This is day one of a research week and it feels like I have not had focused time on my PhD for years. It is funny the tricks your mind plays, as I know that I was doing plenty of reading and not enough writing over the holiday period. More importantly, I was recharging my batteries and letting some things percolate quietly in the back of my mind. Or at least, that is my logical and sensible voice calming my PhD-panic moments.
A big percolating puzzle was my data analysis. I chose the Listening Guide (Gilligan, 2015) which involves a process of multiple “listenings” to the various voices in the transcripts – those audible on the surface and those that play along in the undercurrents. It is an analytical approach that recognises the importance of the relationships we build in our research, of the connections we make with the participants who kindly agree to work with us to explore a particular topic or two. It fit with my research framework and I was keen to see how it helped me engage with my data.
Before I took a break, I had been plugging away at it, hoping that it would somehow settle down, that I would be able to gain some clarity into the questions I was asking. But it remained murky and puzzling, so I reluctantly put it to one side. Then, a couple of weeks ago, I decided the only real option was to start again. Or, more accurately, save what I had done, salvage bits from it, and archive “Phase 1” under “Learning to Analyse Data”.

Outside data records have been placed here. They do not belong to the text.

//! Container control through the docker engine API.

use std::collections::HashMap;
use std::path::Path;
use std::sync::OnceLock;
use std::time::Duration;

use anyhow::{Context, Result};
use async_trait::async_trait;
use bollard::container::{
    Config, CreateContainerOptions, StartContainerOptions, StopContainerOptions,
};
use bollard::errors::Error as DockerError;
use bollard::models::HostConfig;
use bollard::network::ConnectNetworkOptions;
use bollard::Docker;
use regex::Regex;
use tracing::info;
use uuid::Uuid;

use crate::model::ServerModel;

#[async_trait]
pub trait ContainerRuntime: Send + Sync {
    async fn is_running(&self, server: Uuid) -> Result<bool>;
    /// Start the server's container, creating it first if needed.
    async fn start(&self, server: &ServerModel, data_dir: &Path) -> Result<()>;
    async fn stop(&self, server: Uuid) -> Result<()>;
}

/// Mount point of the server data directory inside the container.
pub const DATA_MOUNT: &str = "/data";

pub struct DockerRuntime {
    docker: Docker,
    name_prefix: String,
    stop_timeout: Duration,
}

impl DockerRuntime {
    /// Connect through the local socket and check the daemon answers.
    pub async fn connect(name_prefix: impl Into<String>, stop_timeout: Duration) -> Result<Self> {
        let docker = Docker::connect_with_local_defaults().context("Failed to connect to Docker")?;
        let version = docker.version().await.context("Docker daemon is not answering")?;
        info!(
            "🐳 Connected to Docker {}",
            version.version.as_deref().unwrap_or("(unknown version)")
        );
        Ok(Self {
            docker,
            name_prefix: name_prefix.into(),
            stop_timeout,
        })
    }

    pub fn container_name(&self, server: Uuid) -> String {
        format!("{}{}", self.name_prefix, server)
    }

    /// `Some(running)` for an existing container, `None` when absent.
    async fn state(&self, server: Uuid) -> Result<Option<bool>> {
        let name = self.container_name(server);
        match self.docker.inspect_container(&name, None).await {
            Ok(inspect) => Ok(Some(
                inspect.state.and_then(|s| s.running).unwrap_or(false),
            )),
            Err(DockerError::DockerResponseServerError {
                status_code: 404, ..
            }) => Ok(None),
            Err(e) => Err(e).with_context(|| format!("Failed to inspect container {}", name)),
        }
    }

    async fn create(&self, server: &ServerModel, data_dir: &Path) -> Result<()> {
        let name = self.container_name(server.uuid);
        info!("🐳 Creating container {} from {}", name, server.image);
        let options = CreateContainerOptions {
            name: name.clone(),
            ..Default::default()
        };
        self.docker
            .create_container(Some(options), container_config(server, data_dir)?)
            .await
            .with_context(|| format!("Failed to create container {}", name))?;

        // create only takes one network; the rest are connected afterwards
        for network in server.networks.iter().skip(1) {
            self.docker
                .connect_network(
                    network,
                    ConnectNetworkOptions {
                        container: name.clone(),
                        endpoint_config: Default::default(),
                    },
                )
                .await
                .with_context(|| format!("Failed to connect {} to network {}", name, network))?;
        }
        Ok(())
    }
}

/// Container definition for `server`, with its data directory bound at
/// [`DATA_MOUNT`] and the first network as network mode.
pub fn container_config(server: &ServerModel, data_dir: &Path) -> Result<Config<String>> {
    let memory = server
        .memory_limit
        .as_deref()
        .filter(|m| !m.is_empty())
        .map(parse_memory)
        .transpose()?;
    let nano_cpus = server
        .cpu_limit
        .as_deref()
        .filter(|c| !c.is_empty())
        .map(parse_nano_cpus)
        .transpose()?;
    let host_config = HostConfig {
        memory,
        nano_cpus,
        binds: Some(vec![format!("{}:{}", data_dir.display(), DATA_MOUNT)]),
        network_mode: server.networks.first().cloned(),
        ..Default::default()
    };
    let labels = HashMap::from([
        ("fleetdeck.environment".to_string(), server.environment.clone()),
        ("fleetdeck.name".to_string(), server.name.clone()),
        ("fleetdeck.server".to_string(), server.uuid.to_string()),
    ]);
    Ok(Config {
        image: Some(server.image.clone()),
        labels: Some(labels),
        host_config: Some(host_config),
        ..Default::default()
    })
}

fn memory_pattern() -> &'static Regex {
    static PATTERN: OnceLock<Regex> = OnceLock::new();
    PATTERN.get_or_init(|| {
        Regex::new(r"^(\d+(?:\.\d+)?)\s*([kKmMgGtT])?[iI]?[bB]?$").expect("static regex")
    })
}

/// Docker style memory size ("512m", "4g", "1.5GiB") in bytes.
pub fn parse_memory(value: &str) -> Result<i64> {
    let caps = memory_pattern()
        .captures(value.trim())
        .with_context(|| format!("invalid memory limit '{}'", value))?;
    let amount: f64 = caps[1]
        .parse()
        .with_context(|| format!("invalid memory limit '{}'", value))?;
    let unit: f64 = match caps.get(2).map(|u| u.as_str().to_ascii_lowercase()).as_deref() {
        None => 1.0,
        Some("k") => 1024.0,
        Some("m") => 1024.0 * 1024.0,
        Some("g") => 1024.0 * 1024.0 * 1024.0,
        _ => 1024.0 * 1024.0 * 1024.0 * 1024.0,
    };
    let bytes = (amount * unit).round();
    if bytes < 1.0 || bytes > i64::MAX as f64 {
        anyhow::bail!("memory limit '{}' out of range", value);
    }
    Ok(bytes as i64)
}

/// Fractional cpu count ("1.5") in units of 1e-9 cpus.
pub fn parse_nano_cpus(value: &str) -> Result<i64> {
    let cpus: f64 = value
        .trim()
        .parse()
        .with_context(|| format!("invalid cpu limit '{}'", value))?;
    if !cpus.is_finite() || cpus <= 0.0 || cpus > 1_000_000.0 {
        anyhow::bail!("cpu limit '{}' out of range", value);
    }
    Ok((cpus * 1_000_000_000.0).round() as i64)
}

/// 304 from start/stop means the container already was in that state.
fn not_modified(err: &DockerError) -> bool {
    matches!(
        err,
        DockerError::DockerResponseServerError {
            status_code: 304,
            ..
        }
    )
}

#[async_trait]
impl ContainerRuntime for DockerRuntime {
    async fn is_running(&self, server: Uuid) -> Result<bool> {
        Ok(self.state(server).await?.unwrap_or(false))
    }

    async fn start(&self, server: &ServerModel, data_dir: &Path) -> Result<()> {
        let name = self.container_name(server.uuid);
        match self.state(server.uuid).await? {
            Some(true) => {
                info!("Container {} already running", name);
                return Ok(());
            }
            Some(false) => {}
            None => {
                tokio::fs::create_dir_all(data_dir)
                    .await
                    .with_context(|| format!("Failed to create {}", data_dir.display()))?;
                self.create(server, data_dir).await?;
            }
        }
        info!("▶️  Starting container {}", name);
        match self
            .docker
            .start_container(&name, None::<StartContainerOptions<String>>)
            .await
        {
            Err(e) if !not_modified(&e) => {
                Err(e).with_context(|| format!("Failed to start container {}", name))
            }
            _ => Ok(()),
        }
    }

    async fn stop(&self, server: Uuid) -> Result<()> {
        let name = self.container_name(server);
        if self.state(server).await? != Some(true) {
            info!("Container {} is not running", name);
            return Ok(());
        }
        info!("⏹️  Stopping container {}", name);
        let options = StopContainerOptions {
            t: self.stop_timeout.as_secs().try_into().unwrap_or(i64::MAX),
        };
        match self.docker.stop_container(&name, Some(options)).await {
            Err(e) if !not_modified(&e) => {
                Err(e).with_context(|| format!("Failed to stop container {}", name))
            }
            _ => Ok(()),
        }
    }
}

#[cfg(test)]
mod tests {
    use super::*;

    fn survival(memory: Option<&str>, cpus: Option<&str>) -> ServerModel {
        ServerModel {
            uuid: Uuid::nil(),
            environment: "prod".to_string(),
            name: "survival-1".to_string(),
            operator: "host-a".to_string(),
            memory_limit: memory.map(str::to_string),
            cpu_limit: cpus.map(str::to_string),
            image: "games/survival:1.20".to_string(),
            networks: vec!["games".to_string(), "metrics".to_string()],
        }
    }

    #[test]
    fn config_follows_the_server_model() {
        let config =
            container_config(&survival(Some("4g"), Some("1.5")), Path::new("/srv/games/x")).unwrap();
        assert_eq!(config.image.as_deref(), Some("games/survival:1.20"));
        assert_eq!(config.labels.as_ref().unwrap()["fleetdeck.name"], "survival-1");

        let host = config.host_config.unwrap();
        assert_eq!(host.memory, Some(4 * 1024 * 1024 * 1024));
        assert_eq!(host.nano_cpus, Some(1_500_000_000));
        assert_eq!(host.binds, Some(vec!["/srv/games/x:/data".to_string()]));
        assert_eq!(host.network_mode.as_deref(), Some("games"));
    }

    #[test]
    fn empty_limits_are_left_unset() {
        let config = container_config(&survival(None, Some("")), Path::new("/srv/x")).unwrap();
        let host = config.host_config.unwrap();
        assert_eq!(host.memory, None);
        assert_eq!(host.nano_cpus, None);
    }

    #[test]
    fn memory_sizes() {
        assert_eq!(parse_memory("512m").unwrap(), 512 * 1024 * 1024);
        assert_eq!(parse_memory("1.5GiB").unwrap(), 1536 * 1024 * 1024);
        assert_eq!(parse_memory("2048").unwrap(), 2048);
        assert_eq!(parse_memory("64kb").unwrap(), 64 * 1024);
        assert!(parse_memory("lots").is_err());
        assert!(parse_memory("4x").is_err());
        assert!(parse_memory("0").is_err());
    }

    #[test]
    fn cpu_limits() {
        assert_eq!(parse_nano_cpus("2").unwrap(), 2_000_000_000);
        assert_eq!(parse_nano_cpus("0.25").unwrap(), 250_000_000);
        assert!(parse_nano_cpus("-1").is_err());
        assert!(parse_nano_cpus("NaN").is_err());
        assert!(container_config(&survival(None, Some("many")), Path::new("/srv/x")).is_err());
    }
}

Today, after a day of honing, pruning and revising, I have a bundle of NVivo projects that look sensible, with a shared codebook that is clearly defined and straightforward. I have my contrapuntal voices (don’t ask – or ask Gilligan 🙂 ) and I-Poems (ditto), and things are looking up. The rest of the week will focus on analysing and reflecting, supplemented with big mugs of tea and at least one trip to Falko for cake. Because if doing a PhD has taught me one thing, it is that Coding Needs Cake.
My research over the summer has also taught me another bigger lesson. I have had to face a truth about my research skills – I’ve been panning published research for nuggets to support my own work. I hadn’t realised this was my approach until I read Indigenous and Decolonizing Studies in Education this summer.

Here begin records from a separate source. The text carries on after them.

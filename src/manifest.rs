use std::collections::{BTreeMap, BTreeSet};
use std::path::{Path, PathBuf};
use std::sync::OnceLock;

use anyhow::{Context, Result};
use chrono::{DateTime, Utc};
use regex::Regex;
use serde::{Deserialize, Serialize};

use crate::archive::normalize_entry_path;
use crate::model::default_requires_restart;

/// Name of the manifest entry at the root of every artefact archive.
pub const MANIFEST_FILE: &str = "manifest.json";

/// Artefact metadata. Immutable once built.
#[derive(Debug, Clone, Serialize, Deserialize, PartialEq)]
#[serde(rename_all = "camelCase")]
pub struct Manifest {
    pub identifier: String,
    pub version: semver::Version,
    #[serde(default)]
    pub files: Vec<FileReference>,
    #[serde(default, skip_serializing_if = "Option::is_none")]
    pub build: Option<BuildInfo>,
    /// Deployment target name -> environment, free-form.
    #[serde(default, skip_serializing_if = "BTreeMap::is_empty")]
    pub deployment: BTreeMap<String, String>,
    #[serde(default = "default_requires_restart")]
    pub requires_restart: bool,
    /// Relative payload path -> lowercase hex SHA-256.
    #[serde(default)]
    pub hashes: BTreeMap<String, String>,
}

#[derive(Debug, Clone, Serialize, Deserialize, PartialEq)]
#[serde(rename_all = "camelCase")]
pub struct FileReference {
    /// Target path relative to the server data directory. A trailing `/`
    /// marks a directory owned by this reference.
    pub target: String,
    /// CI source glob the files were collected from.
    #[serde(default)]
    pub source: String,
    #[serde(default, skip_serializing_if = "Vec::is_empty")]
    pub restrictions: Vec<String>,
    #[serde(default)]
    pub equality: Equality,
}

/// How an installed file is compared with its archived copy before the
/// artefact is removed.
#[derive(Debug, Clone, Copy, Serialize, Deserialize, PartialEq, Eq, Default)]
#[serde(rename_all = "lowercase")]
pub enum Equality {
    #[default]
    Hash,
    Noop,
    Json,
    Yaml,
}

#[derive(Debug, Clone, Serialize, Deserialize, PartialEq)]
#[serde(rename_all = "camelCase")]
pub struct BuildInfo {
    #[serde(default)]
    pub commit: Option<String>,
    #[serde(default)]
    pub pipeline: Option<String>,
    #[serde(default)]
    pub built_at: Option<DateTime<Utc>>,
}

fn identifier_pattern() -> &'static Regex {
    static PATTERN: OnceLock<Regex> = OnceLock::new();
    PATTERN.get_or_init(|| Regex::new(r"^[a-z0-9][a-z0-9._-]*$").expect("static regex"))
}

/// Validate an artefact identifier: lowercase alphanumerics, `.`, `_`, `-`.
pub fn validate_identifier(identifier: &str) -> Result<(), String> {
    if identifier.is_empty() {
        return Err("Artefact identifier is required and cannot be empty".to_string());
    }
    if !identifier_pattern().is_match(identifier) {
        return Err(format!(
            "Artefact identifier '{}' may only contain lowercase alphanumerics, '.', '_' and '-'",
            identifier
        ));
    }
    Ok(())
}

impl Manifest {
    pub fn from_slice(bytes: &[u8]) -> Result<Self> {
        let manifest: Manifest =
            serde_json::from_slice(bytes).context("Failed to parse manifest.json")?;
        manifest.validate()?;
        Ok(manifest)
    }

    pub fn validate(&self) -> Result<()> {
        validate_identifier(&self.identifier).map_err(anyhow::Error::msg)?;
        for path in self.hashes.keys() {
            if path == MANIFEST_FILE {
                anyhow::bail!("{} cannot be listed as a payload file", MANIFEST_FILE);
            }
            if normalize_entry_path(Path::new(path)).is_none() {
                anyhow::bail!("Payload path '{}' escapes the server directory", path);
            }
        }
        for reference in &self.files {
            if normalize_entry_path(Path::new(reference.target.trim_end_matches('/'))).is_none() {
                anyhow::bail!(
                    "File reference target '{}' escapes the server directory",
                    reference.target
                );
            }
        }
        Ok(())
    }

    pub fn label(&self) -> String {
        format!("{}@{}", self.identifier, self.version)
    }

    /// Payload files shipped by this artefact, relative to the data directory.
    pub fn payload_files(&self) -> impl Iterator<Item = &str> {
        self.hashes.keys().map(String::as_str)
    }

    /// Most specific file reference covering `path`.
    pub fn reference_for(&self, path: &str) -> Option<&FileReference> {
        self.files
            .iter()
            .filter(|r| covers(&r.target, path))
            .max_by_key(|r| r.target.trim_end_matches('/').len())
    }

    pub fn equality_for(&self, path: &str) -> Equality {
        self.reference_for(path)
            .map(|r| r.equality)
            .unwrap_or_default()
    }

    /// Directories that must survive empty-directory pruning: every strict
    /// ancestor of a file reference target. They may be shared with other
    /// file groups.
    pub fn protected_directories(&self) -> BTreeSet<PathBuf> {
        let mut protected = BTreeSet::new();
        for reference in &self.files {
            let target = PathBuf::from(reference.target.trim_end_matches('/'));
            for ancestor in target.ancestors().skip(1) {
                if ancestor.as_os_str().is_empty() {
                    continue;
                }
                protected.insert(ancestor.to_path_buf());
            }
        }
        protected
    }
}

fn covers(target: &str, path: &str) -> bool {
    let target = target.trim_end_matches('/');
    if target.is_empty() {
        return true;
    }
    path == target
        || path
            .strip_prefix(target)
            .map_or(false, |rest| rest.starts_with('/'))
}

Often it seems like settler readers read like settlers (that is, read extractively) for particular content to be removed for future use. The reading is like panning for gold, sorting through work that may not have been intended for a particular reader, sorting it by what is useful and what is discardable [Eve Tuck, p.15 in Smith, Tuck and Wang, 2019]

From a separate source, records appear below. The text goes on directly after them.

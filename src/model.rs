use chrono::{DateTime, Utc};
use serde::{Deserialize, Serialize};
use uuid::Uuid;

/// A managed game-server instance. Owned by the controller.
#[derive(Debug, Clone, Serialize, Deserialize, PartialEq)]
#[serde(rename_all = "camelCase")]
pub struct ServerModel {
    pub uuid: Uuid,
    pub environment: String,
    pub name: String,
    /// Operator id (key of the controller's `operators` map).
    pub operator: String,
    /// Docker-style memory limit, e.g. "4g". Empty means unlimited.
    #[serde(default)]
    pub memory_limit: Option<String>,
    /// Docker-style cpu limit, e.g. "1.5". Empty means unlimited.
    #[serde(default)]
    pub cpu_limit: Option<String>,
    pub image: String,
    #[serde(default)]
    pub networks: Vec<String>,
}

#[derive(Debug, Clone, Serialize, Deserialize, PartialEq)]
#[serde(rename_all = "camelCase")]
pub struct ArtefactModel {
    pub uuid: Uuid,
    pub identifier: String,
    pub version: semver::Version,
    pub uploaded_at: DateTime<Utc>,
    /// Lowercase hex SHA-256 of the archive bytes.
    pub hash: String,
    #[serde(default = "default_requires_restart")]
    pub requires_restart: bool,
}

pub(crate) fn default_requires_restart() -> bool {
    true
}

impl ArtefactModel {
    pub fn label(&self) -> String {
        format!("{}@{}", self.identifier, self.version)
    }
}

#[derive(Debug, Clone, Copy, Serialize, Deserialize, PartialEq, Eq, Hash, PartialOrd, Ord)]
pub enum StateType {
    #[serde(rename = "TARGET")]
    Target,
    #[serde(rename = "IS")]
    Is,
    #[serde(rename = "HISTORY")]
    History,
}

impl std::fmt::Display for StateType {
    fn fmt(&self, f: &mut std::fmt::Formatter<'_>) -> std::fmt::Result {
        match self {
            StateType::Target => write!(f, "TARGET"),
            StateType::Is => write!(f, "IS"),
            StateType::History => write!(f, "HISTORY"),
        }
    }
}

impl std::str::FromStr for StateType {
    type Err = String;

    fn from_str(s: &str) -> Result<Self, Self::Err> {
        match s.to_uppercase().as_str() {
            "TARGET" => Ok(StateType::Target),
            "IS" => Ok(StateType::Is),
            "HISTORY" => Ok(StateType::History),
            _ => Err(format!(
                "Unknown state type: {}. Must be 'TARGET', 'IS' or 'HISTORY'",
                s
            )),
        }
    }
}

/// One reconciliation record. The artefact identifier, not the artefact
/// uuid, is the stable key across versions.
#[derive(Debug, Clone, Serialize, Deserialize, PartialEq)]
#[serde(rename_all = "camelCase")]
pub struct ServerArtefactState {
    pub uuid: Uuid,
    pub server: Uuid,
    pub artefact_identifier: String,
    pub artefact_uuid: Uuid,
    #[serde(rename = "type")]
    pub state_type: StateType,
    pub definition_date: DateTime<Utc>,
}

/// Difference between TARGET and IS for one artefact identifier.
#[derive(Debug, Clone, Serialize, Deserialize, PartialEq)]
#[serde(tag = "kind", rename_all = "camelCase")]
pub enum ArtefactVersionMismatch {
    Install { target: ArtefactModel },
    Uninstall { is: ArtefactModel },
    Update { is: ArtefactModel, target: ArtefactModel },
}

impl ArtefactVersionMismatch {
    pub fn identifier(&self) -> &str {
        match self {
            ArtefactVersionMismatch::Install { target } => &target.identifier,
            ArtefactVersionMismatch::Uninstall { is } => &is.identifier,
            ArtefactVersionMismatch::Update { target, .. } => &target.identifier,
        }
    }

    pub fn to_install(&self) -> Option<&ArtefactModel> {
        match self {
            ArtefactVersionMismatch::Install { target } => Some(target),
            ArtefactVersionMismatch::Update { target, .. } => Some(target),
            ArtefactVersionMismatch::Uninstall { .. } => None,
        }
    }

    pub fn to_uninstall(&self) -> Option<&ArtefactModel> {
        match self {
            ArtefactVersionMismatch::Uninstall { is } => Some(is),
            ArtefactVersionMismatch::Update { is, .. } => Some(is),
            ArtefactVersionMismatch::Install { .. } => None,
        }
    }

    /// A change needs a stopped server when any artefact it touches does.
    pub fn requires_restart(&self) -> bool {
        self.to_install().map_or(false, |a| a.requires_restart)
            || self.to_uninstall().map_or(false, |a| a.requires_restart)
    }
}

#[derive(Debug, Clone, Copy, Serialize, Deserialize, PartialEq, Eq, Hash, PartialOrd, Ord)]
#[serde(rename_all = "kebab-case")]
pub enum LifecycleAction {
    Start,
    Stop,
    Restart,
    /// Stop if running, apply every mismatch, start again.
    Update,
    /// Apply only the restart-free mismatches against the live server.
    HotUpdate,
}

impl LifecycleAction {
    pub fn as_str(&self) -> &'static str {
        match self {
            LifecycleAction::Start => "start",
            LifecycleAction::Stop => "stop",
            LifecycleAction::Restart => "restart",
            LifecycleAction::Update => "update",
            LifecycleAction::HotUpdate => "hot-update",
        }
    }
}

impl std::fmt::Display for LifecycleAction {
    fn fmt(&self, f: &mut std::fmt::Formatter<'_>) -> std::fmt::Result {
        f.write_str(self.as_str())
    }
}

impl std::str::FromStr for LifecycleAction {
    type Err = String;

    fn from_str(s: &str) -> Result<Self, Self::Err> {
        match s.to_lowercase().as_str() {
            "start" => Ok(LifecycleAction::Start),
            "stop" => Ok(LifecycleAction::Stop),
            "restart" => Ok(LifecycleAction::Restart),
            "update" => Ok(LifecycleAction::Update),
            "hot-update" | "hotupdate" => Ok(LifecycleAction::HotUpdate),
            _ => Err(format!(
                "Unknown action: {}. Must be 'start', 'stop', 'restart', 'update' or 'hot-update'",
                s
            )),
        }
    }
}

#[derive(Debug, Clone, Serialize, Deserialize, PartialEq)]
#[serde(rename_all = "camelCase")]
pub struct ScheduledLifecycleAction {
    pub uuid: Uuid,
    pub server: Uuid,
    pub action: LifecycleAction,
    pub time_of_execution: DateTime<Utc>,
}

#[derive(Debug, Clone, Serialize, Deserialize, PartialEq)]
#[serde(rename_all = "camelCase")]
pub struct CronjobExecution {
    #[serde(rename = "type")]
    pub job_type: String,
    pub next_execution: DateTime<Utc>,
}

/// What an operator answers for an executed lifecycle action.
#[derive(Debug, Clone, Serialize, Deserialize, PartialEq)]
#[serde(rename_all = "camelCase")]
pub struct ActionReport {
    pub server: Uuid,
    pub action: LifecycleAction,
    pub message: String,
    #[serde(default, skip_serializing_if = "Option::is_none")]
    pub update: Option<UpdateReport>,
}

#[derive(Debug, Clone, Default, Serialize, Deserialize, PartialEq)]
#[serde(rename_all = "camelCase")]
pub struct UpdateReport {
    pub applied: Vec<AppliedMismatch>,
    pub failures: Vec<MismatchFailure>,
}

impl UpdateReport {
    pub fn is_success(&self) -> bool {
        self.failures.is_empty()
    }
}

#[derive(Debug, Clone, Serialize, Deserialize, PartialEq)]
#[serde(rename_all = "camelCase")]
pub struct AppliedMismatch {
    pub identifier: String,
    /// Artefact now installed, `None` after an uninstall.
    pub installed: Option<Uuid>,
}

#[derive(Debug, Clone, Serialize, Deserialize, PartialEq)]
#[serde(rename_all = "camelCase")]
pub struct MismatchFailure {
    pub identifier: String,
    pub error: String,
}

Even as I write this blog post, I realise I’m at risk of doing it again, extracting and sharing a little nugget. I’m hoping this is different, as I don’t want these to be the only words you read from this book. I want the post to whet your appetite and send you off to read the rest for yourself. It’s the kind of book that needs a slow read, so you can let it sink into you. For me, it is an inspiration and one of the most important books I have read. More importantly, it has achieved a goal that my supervisors have been reminding me of recently, the need to stop reading everything and focus on finding my own research voice. I have to sit down with the work of the excellent researchers I have met so far, and really listen to what they have to say. My writing needs to demonstrate what I have learned and who I have learned from, not what I have extracted.
At this point, you might be wondering what this has to do with the Listening Guide. In preparation for my revision task today, I was back reading the various articles and chapters that helped me select it as a method of analysis. A particular section stood out – yes, another nugget…
What my students have come to call “binning” (taking someone’s words and sticking them into mental bins) signifies a mode of listening that is not really listening but rather assimilating the experience of another to what one already believes. It is a way of asserting dominance and also an expression of disrespect. [Gilligan, 2015; p. 76]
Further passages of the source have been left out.